Spanish researchers studying the 3-D structure of the androgen receptor have been able to explain how more than 40 mutations in this protein can lead to prostate cancer, or to disorders like androgen insensitivity syndromes.
The findings also revealed areas in the receptor that are critical for its function and that could be targeted to prevent androgen signaling in prostate cancer, through a mechanism than may surpass current anti-androgen therapies.
The study, “Structure of the homodimeric androgen receptor ligand-binding domain,” appeared in Nature Communications.
Targeting the androgen receptor or its signaling pathway has been a mainstay in the treatment of prostate cancer. But patients often develop mutations that render them resistant to such therapies.
The new findings may help researchers design drugs that prevent activation of the androgen receptor pathway through distinct mechanisms, which may help patients who no longer respond to current anti-androgen therapies.
For the first time, the research team at Barcelona’s Sant Pau Biomedical Research Institute studied the 3-D structure of the homodimeric androgen receptor ligand-binding domain.
Given the receptor’s importance, “the resolution of its three-dimensional structure is an essential key to diagnose and predict prostate cancer, as well as monitoring patient’s resistance to medicine,” co-lead investigator Eva Estébanez Perpiñá said in a press release.

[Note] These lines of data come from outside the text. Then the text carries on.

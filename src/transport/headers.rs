//! Range and validator header utilities.
//!
//! Pure helpers shared by the capability probe, the parallel chunking
//! transport, and the resumable transport. Malformed headers are an
//! expected condition when talking to uncooperative registries, so
//! parse failures are reported as `None`/`false` rather than errors.

use reqwest::header::{
    ACCEPT_RANGES, CONTENT_ENCODING, HeaderMap, IF_MATCH, IF_MODIFIED_SINCE, IF_NONE_MATCH,
    IF_UNMODIFIED_SINCE,
};

/// A parsed `Content-Range: bytes <start>-<end>/<total>` header.
///
/// `start` and `end` are inclusive byte offsets, as on the wire.
#[derive(Debug, Clone, Copy, PartialEq, Eq)]
pub struct ContentRange {
    /// First byte offset covered by the response.
    pub start: u64,
    /// Last byte offset covered by the response (inclusive).
    pub end: u64,
    /// Total size of the full representation.
    pub total: u64,
}

/// Parses a `Content-Range` header value.
///
/// Returns `None` for anything other than a well-formed
/// `bytes <start>-<end>/<total>` with `start <= end < total`. Unknown
/// totals (`bytes <start>-<end>/*`) and unsatisfied ranges
/// (`bytes */<total>`) are reported as `None` too: neither gives the
/// caller a byte range it can stitch.
///
/// # Examples
///
/// ```
/// use blobfetch::transport::parse_content_range;
///
/// let range = parse_content_range("bytes 0-499/1000").unwrap();
/// assert_eq!((range.start, range.end, range.total), (0, 499, 1000));
///
/// assert!(parse_content_range("bytes 0-499/*").is_none());
/// assert!(parse_content_range("items 0-499/1000").is_none());
/// ```
#[must_use]
pub fn parse_content_range(value: &str) -> Option<ContentRange> {
    let rest = value.trim().strip_prefix("bytes")?.trim_start();
    let (range, total) = rest.split_once('/')?;
    let (start, end) = range.split_once('-')?;

    let start: u64 = start.trim().parse().ok()?;
    let end: u64 = end.trim().parse().ok()?;
    let total: u64 = total.trim().parse().ok()?;

    if start > end || end >= total {
        return None;
    }

    Some(ContentRange { start, end, total })
}

/// Returns true iff the `Accept-Ranges` header advertises byte ranges.
///
/// Tolerates a comma-separated unit list and mixed case; `none` (or an
/// absent header) means the server did not offer ranging.
#[must_use]
pub fn supports_byte_ranges(headers: &HeaderMap) -> bool {
    headers
        .get(ACCEPT_RANGES)
        .and_then(|v| v.to_str().ok())
        .is_some_and(|v| {
            v.split(',')
                .any(|unit| unit.trim().eq_ignore_ascii_case("bytes"))
        })
}

/// Returns true iff the response is content-encoded (a non-empty
/// `Content-Encoding` other than `identity`).
///
/// Byte offsets into an encoded representation are not addressable, so
/// this precludes both ranged fan-out and mid-stream resumption.
#[must_use]
pub fn content_is_encoded(headers: &HeaderMap) -> bool {
    headers
        .get(CONTENT_ENCODING)
        .and_then(|v| v.to_str().ok())
        .is_some_and(|v| !v.is_empty() && !v.eq_ignore_ascii_case("identity"))
}

/// Returns true iff the ETag value is weak (`W/` prefix).
///
/// Weak ETags promise only semantic equivalence, so they must never be
/// used as `If-Range` validators for byte-exact stitching.
#[must_use]
pub fn is_weak_etag(value: &str) -> bool {
    value.trim_start().starts_with("W/")
}

/// Removes conditional request headers that must not accompany a range
/// sub-request.
///
/// `If-Match`, `If-None-Match`, `If-Modified-Since` and
/// `If-Unmodified-Since` can turn a range fetch into a `304` or `412`
/// mid-download; only `If-Range` is allowed to influence the sub-request.
pub fn scrub_conditional_headers(headers: &mut HeaderMap) {
    headers.remove(IF_MATCH);
    headers.remove(IF_NONE_MATCH);
    headers.remove(IF_MODIFIED_SINCE);
    headers.remove(IF_UNMODIFIED_SINCE);
}

/// Parses a caller-supplied single-range `Range: bytes=<start>-[<end>]`
/// header value into `(start, Option<end>)` with an inclusive end.
///
/// Multi-range and suffix-range (`bytes=-500`) forms return `None`;
/// the resumable transport treats those requests as unresumable rather
/// than guessing at offsets.
#[must_use]
pub fn parse_range_header(value: &str) -> Option<(u64, Option<u64>)> {
    let rest = value.trim().strip_prefix("bytes=")?;
    if rest.contains(',') {
        return None;
    }
    let (start, end) = rest.split_once('-')?;
    let start: u64 = start.trim().parse().ok()?;
    let end = end.trim();
    if end.is_empty() {
        return Some((start, None));
    }
    let end: u64 = end.parse().ok()?;
    if end < start {
        return None;
    }
    Some((start, Some(end)))
}

/// Formats a `Range` header value for `[start, end]` (inclusive end) or
/// an open-ended `bytes=<start>-` when `end` is `None`.
#[must_use]
pub fn format_range(start: u64, end: Option<u64>) -> String {
    match end {
        Some(end) => format!("bytes={start}-{end}"),
        None => format!("bytes={start}-"),
    }
}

The team was able to identify direct contacts among elements of the receptor that are critical for its normal function and that seem to be affected during disease, leading to an overactivation of the androgen signaling pathway.
“These interconnections, identified in the dimeric form of the receptor, suggest a complexity of activity which is much bigger than previously known, and with a direct impact on drug design that can remove secondary effects caused by currently used drugs,” said Pablo Fuentes Prior, who co-supervised the work with Perpiñá.
The researchers say their findings — in collaboration with pharmaceutical firms — may lead to new drugs that target these interactions, rather than compete with the androgen hormone to bind to the receptor, as current therapies usually do.